When viewing one of your digital images in Adobe Photoshop, it's often difficult to see the forest for the trees. It's hard to realize that all you're viewing is a huge collection of colored pixels, each one represented by a set of numbers.
Colored pixels defined by numeric values is the only way a computer can produce what appears to be a photograph. Your digital darkroom is nothing more than an expensive adding machine, and all Photoshop can really do is modify pixel values.
When viewing an image on-screen that appears too dark, you wouldn't crank up the brightness on your display to "fix" this condition. If your prints appeared too cyan, you could, in theory, add a red filter to the light source, but would you? No—you'd edit your images by changing the pixel values until you produced the desired color appearance.
Similarly, you expect the color and tone you see on your display and the color and tone you output on your printers to match reasonably well. Do the numbers in your document define an image correctly, or does the image look too dark because the display is incorrectly producing a dark preview? The only way to remove such ambiguity is to use color management, which is nothing more than the correct management of numbers!
Color management is necessary when handling digital images because numbers alone don't fully describe the appearance of color; they are only a partial ingredient. Photoshop treats a document filled with a single solid color and a beautiful photographic image the same.
Colors You Expect
Imagine a single solid color displayed in Photoshop. Let's use R240/G78/B98 as an example. What color is this, and how should it appear? You can surmise this is a shade of red because the R value is so much higher than the G and B values. But how red is this red, and will this shade and tone of red reproduce the way you expect?
Two key components are necessary to ensure that the numbers you manipulate produce a desired color appearance on-screen and when output. First, you need an ICC device profile for your display to describe to a color management system how it reproduces color. Second, you need a profile to define the color space of your documents—the scale of these numbers as they relate to human vision.
Having a set of RGB values associated with a color space allows for the exact reproduction of that color. R240/G78/B98 in two different color spaces—for example, sRGB and ProPhoto RGB—don't produce the same color, even though both share identical numbers. Photoshop expects each document to have an embedded profile so it can display the numbers as they should appear, defined by their color space. Color management provides a way for Photoshop to properly display, and ultimately output, the numbers as the colors you expect.

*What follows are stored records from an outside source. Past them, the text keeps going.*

/// URL matching against a route forest
///
/// Walks the forest in pre-order and tests every page node's matchable
/// segments against the normalized input. The first match wins unless the
/// matcher is configured to rank by specificity.

use serde::{Deserialize, Serialize};
use std::collections::BTreeMap;

use crate::path::url_segments;
use crate::route::{calculate_priority, generate_url, MatchSegment};
use crate::tree::{RouteForest, RouteNode};

/// Result of matching a URL against the forest
#[derive(Debug, Clone)]
pub struct RouteMatch<'a> {
    /// The matched page node
    pub node: &'a RouteNode,
    /// Extracted parameters; catch-alls join their segments with `/`
    pub params: BTreeMap<String, String>,
}

impl RouteMatch<'_> {
    /// Concrete path of this match, rebuilt from the route and its params
    pub fn path(&self) -> Option<String> {
        generate_url(&self.node.match_segments, &self.params)
    }
}

/// How to pick among several page routes that all match
#[derive(Debug, Clone, Copy, PartialEq, Eq, Default, Serialize, Deserialize)]
#[serde(rename_all = "kebab-case")]
pub enum MatchStrategy {
    /// First match in pre-order traversal wins
    #[default]
    TraversalOrder,
    /// Static beats dynamic beats catch-all beats optional catch-all;
    /// equal scores fall back to traversal order
    Specificity,
}

/// Configurable URL matcher
///
/// # Examples
///
/// ```
/// use routeview_router::{Matcher, MatchStrategy};
///
/// let matcher = Matcher::new()
///     .with_case_insensitive(true)
///     .with_strategy(MatchStrategy::Specificity);
/// ```
#[derive(Debug, Clone, Copy, Default)]
pub struct Matcher {
    case_insensitive: bool,
    strategy: MatchStrategy,
}

impl Matcher {
    /// Case-sensitive matcher with traversal-order tie breaking
    pub fn new() -> Self {
        Self::default()
    }

    /// Configures case sensitivity for static segments
    pub fn with_case_insensitive(mut self, case_insensitive: bool) -> Self {
        self.case_insensitive = case_insensitive;
        self
    }

    pub fn with_strategy(mut self, strategy: MatchStrategy) -> Self {
        self.strategy = strategy;
        self
    }

    /// Matches a free-form URL or path against the forest's page nodes
    pub fn match_url<'a>(&self, url: &str, forest: &'a RouteForest) -> Option<RouteMatch<'a>> {
        let input = url_segments(url);

        let mut candidates = forest.pages().filter_map(|node| {
            self.match_segments(&node.match_segments, &input)
                .map(|params| RouteMatch { node, params })
        });

        match self.strategy {
            MatchStrategy::TraversalOrder => candidates.next(),
            // min_by_key keeps the first of equal keys, so ties stay in traversal order
            MatchStrategy::Specificity => {
                candidates.min_by_key(|m| calculate_priority(&m.node.match_segments))
            }
        }
    }

    /// Matches route segments against already-split input segments
    ///
    /// # Examples
    ///
    /// ```
    /// use routeview_router::{build_match_segments, Matcher};
    ///
    /// let route = build_match_segments(&["docs", "[...slug]"]);
    /// let input = vec!["docs".to_string(), "a".to_string(), "b".to_string()];
    ///
    /// let params = Matcher::new().match_segments(&route, &input).unwrap();
    /// assert_eq!(params.get("slug").map(String::as_str), Some("a/b"));
    /// ```
    pub fn match_segments(
        &self,
        route: &[MatchSegment],
        input: &[String],
    ) -> Option<BTreeMap<String, String>> {
        // Tail-recursive helper walking route and input in lockstep
        fn step(
            route: &[MatchSegment],
            input: &[String],
            mut params: BTreeMap<String, String>,
            case_insensitive: bool,
        ) -> Option<BTreeMap<String, String>> {
            let Some((segment, rest)) = route.split_first() else {
                // Route exhausted: the input must be too
                return input.is_empty().then_some(params);
            };

            match segment {
                MatchSegment::CatchAll(name) => {
                    if input.is_empty() {
                        return None;
                    }
                    params.insert(name.clone(), input.join("/"));
                    Some(params)
                }
                MatchSegment::OptionalCatchAll(name) => {
                    params.insert(name.clone(), input.join("/"));
                    Some(params)
                }
                MatchSegment::Dynamic(name) => {
                    let (value, remaining) = input.split_first()?;
                    params.insert(name.clone(), value.clone());
                    step(rest, remaining, params, case_insensitive)
                }
                MatchSegment::Static(text) => {
                    let (value, remaining) = input.split_first()?;
                    let matches = if case_insensitive {
                        text.eq_ignore_ascii_case(value)
                    } else {
                        text == value
                    };
                    if !matches {
                        return None;
                    }
                    step(rest, remaining, params, case_insensitive)
                }
            }
        }

        step(route, input, BTreeMap::new(), self.case_insensitive)
    }
}

/// Matches a URL with the default matcher (case-sensitive, first match wins)
///
/// # Examples
///
/// ```
/// use routeview_router::{build_hierarchy, match_url, DiscoveredFile, SortingType};
/// use std::path::Path;
///
/// let files = vec![
///     DiscoveredFile::from_relative(Path::new("/app"), Path::new("blog/[slug]/page.tsx")).unwrap(),
/// ];
/// let forest = build_hierarchy(files, SortingType::Natural);
///
/// let m = match_url("/blog/my-post", &forest).unwrap();
/// assert_eq!(m.params.get("slug").map(String::as_str), Some("my-post"));
/// assert!(match_url("/blog", &forest).is_none());
/// ```
pub fn match_url<'a>(url: &str, forest: &'a RouteForest) -> Option<RouteMatch<'a>> {
    Matcher::new().match_url(url, forest)
}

To output an image to a particular printer, you need an ICC profile that defines how that output device behaves. Photoshop does its mathematical magic by altering every pixel value to produce a new set of numbers optimized for your printer. Just as the same numbers in sRGB and ProPhoto RGB produce a different color, the same set of numbers sent to two different printers will produce two different colors.
That's not what you want. When Photoshop knows the conditions of your output device based upon an ICC profile, it can produce the correct color values and simulate on-screen how these colors should appear. This on-screen simulation, known as a soft proof, is an incredibly powerful feature. You get to see how your image will appear printed before you spend the time and money actually making a print. This is true if you are working with RGB, CMYK, or grayscale images.
We need ICC profiles for all the devices we plan to use—displays, scanners, printers, and so on. ICC profiles define the images we will edit, but they know nothing about images, only the device behavior they define. Therefore, human intervention is usually necessary. Just as ICC profiles (and Photoshop) only understand color one pixel at a time, it is up to you to view the pixels in context and decide how you want your images to appear.
To handle these images properly, calibrate and profile your display on a regular basis. Displays behave inconsistently, even from similar models, and alter their behavior over time. When you profile devices on a monthly basis using a colorimeter, the same set of numeric values should produce the same color appearance every time you view them.
If you send files to a lab for output, ask for an output profile so you can properly view your images as they will appear when output. Refrain from altering your calibrated display to match a reference print or file from a lab—this will ruin your ability to use Photoshop to produce an accurate soft proof. When properly configured, Photoshop will correctly display and output your numbers— mean images.
Color management—nothing more than the correct management of numbers.